[Dataset entries]
^^^^
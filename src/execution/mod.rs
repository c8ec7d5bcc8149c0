//! Operation dispatch.
//!
//! This module drives user callbacks over images: the callback argument
//! types, the execution mode and thread budget, dispatcher options and the
//! dispatcher itself.

pub mod callback;
pub mod dispatcher;
pub mod mode;
pub mod options;

pub use callback::{
    ColorPoint, Conditional, MultiColorPoint, MultiPoint, Outcome, PixelPos, RenderPoint,
    UnaryPoint,
};
pub use dispatcher::Dispatcher;
pub use mode::{CallbackMode, SerialScope, ThreadBudget};
pub use options::DispatchOptions;
//! Codec layer interface.
//!
//! A codec loads and saves [`ImageDescriptor`]s by path and format name.
//! Codec failures reach the caller unchanged as
//! [`UpstreamError::Codec`](crate::core::error::UpstreamError::Codec).

mod image_io;

pub use image_io::ImageIoCodec;

use crate::core::error::{ProcessError, ProcessResult};
use crate::core::image::ImageDescriptor;
use std::path::Path;

/// Format names understood by [`check_format`], in canonical spelling.
pub const FORMATS: [&str; 6] = ["PNG", "JPEG", "BMP", "TIFF", "GIF", "WEBP"];

/// Loads and saves images.
pub trait ImageCodec: Send + Sync {
    /// Short identifier for diagnostics.
    fn name(&self) -> &str;

    /// Formats this codec can write.
    fn formats(&self) -> &[&'static str];

    fn load(&self, path: &Path) -> ProcessResult<ImageDescriptor>;

    fn save(&self, image: &ImageDescriptor, path: &Path, format: &str) -> ProcessResult<()>;
}

/// Canonical name of a format, case-insensitive. Unknown names are an
/// `InvalidArgument`.
pub fn check_format(name: &str) -> ProcessResult<&'static str> {
    let canonical = match name.to_ascii_uppercase().as_str() {
        "PNG" => "PNG",
        "JPEG" | "JPG" => "JPEG",
        "BMP" => "BMP",
        "TIFF" | "TIF" => "TIFF",
        "GIF" => "GIF",
        "WEBP" => "WEBP",
        _ => {
            return Err(ProcessError::invalid_argument(
                "format",
                format!("unknown format '{}', expected one of {}", name, FORMATS.join(", ")),
            ))
        }
    };
    Ok(canonical)
}

/// Format implied by the extension of `path`.
pub fn format_for_path(path: &Path) -> ProcessResult<&'static str> {
    let extension = path
        .extension()
        .and_then(|e| e.to_str())
        .ok_or_else(|| ProcessError::invalid_argument("path", "file has no extension"))?;
    check_format(extension)
}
^^^^
[TASK OBJECTIVE] A word-for-word restatement of the data above is required.

[EXPECTED ANSWER]
filename src/execution/mod.rs
repository c8ec7d5bcc8149c0
//! Operation dispatch.
//!
//! This module drives user callbacks over images: the callback argument
//! types, the execution mode and thread budget, dispatcher options and the
//! dispatcher itself.

pub mod callback;
pub mod dispatcher;
pub mod mode;
pub mod options;

pub use callback::{
    ColorPoint, Conditional, MultiColorPoint, MultiPoint, Outcome, PixelPos, RenderPoint,
    UnaryPoint,
};
pub use dispatcher::Dispatcher;
pub use mode::{CallbackMode, SerialScope, ThreadBudget};
pub use options::DispatchOptions;
//! Codec layer interface.
//!
//! A codec loads and saves [`ImageDescriptor`]s by path and format name.
//! Codec failures reach the caller unchanged as
//! [`UpstreamError::Codec`](crate::core::error::UpstreamError::Codec).

mod image_io;

pub use image_io::ImageIoCodec;

use crate::core::error::{ProcessError, ProcessResult};
use crate::core::image::ImageDescriptor;
use std::path::Path;

/// Format names understood by [`check_format`], in canonical spelling.
pub const FORMATS: [&str; 6] = ["PNG", "JPEG", "BMP", "TIFF", "GIF", "WEBP"];

/// Loads and saves images.
pub trait ImageCodec: Send + Sync {
    /// Short identifier for diagnostics.
    fn name(&self) -> &str;

    /// Formats this codec can write.
    fn formats(&self) -> &[&'static str];

    fn load(&self, path: &Path) -> ProcessResult<ImageDescriptor>;

    fn save(&self, image: &ImageDescriptor, path: &Path, format: &str) -> ProcessResult<()>;
}

/// Canonical name of a format, case-insensitive. Unknown names are an
/// `InvalidArgument`.
pub fn check_format(name: &str) -> ProcessResult<&'static str> {
    let canonical = match name.to_ascii_uppercase().as_str() {
        "PNG" => "PNG",
        "JPEG" | "JPG" => "JPEG",
        "BMP" => "BMP",
        "TIFF" | "TIF" => "TIFF",
        "GIF" => "GIF",
        "WEBP" => "WEBP",
        _ => {
            return Err(ProcessError::invalid_argument(
                "format",
                format!("unknown format '{}', expected one of {}", name, FORMATS.join(", ")),
            ))
        }
    };
    Ok(canonical)
}

/// Format implied by the extension of `path`.
pub fn format_for_path(path: &Path) -> ProcessResult<&'static str> {
    let extension = path
        .extension()
        .and_then(|e| e.to_str())
        .ok_or_else(|| ProcessError::invalid_argument("path", "file has no extension"))?;
    check_format(extension)
}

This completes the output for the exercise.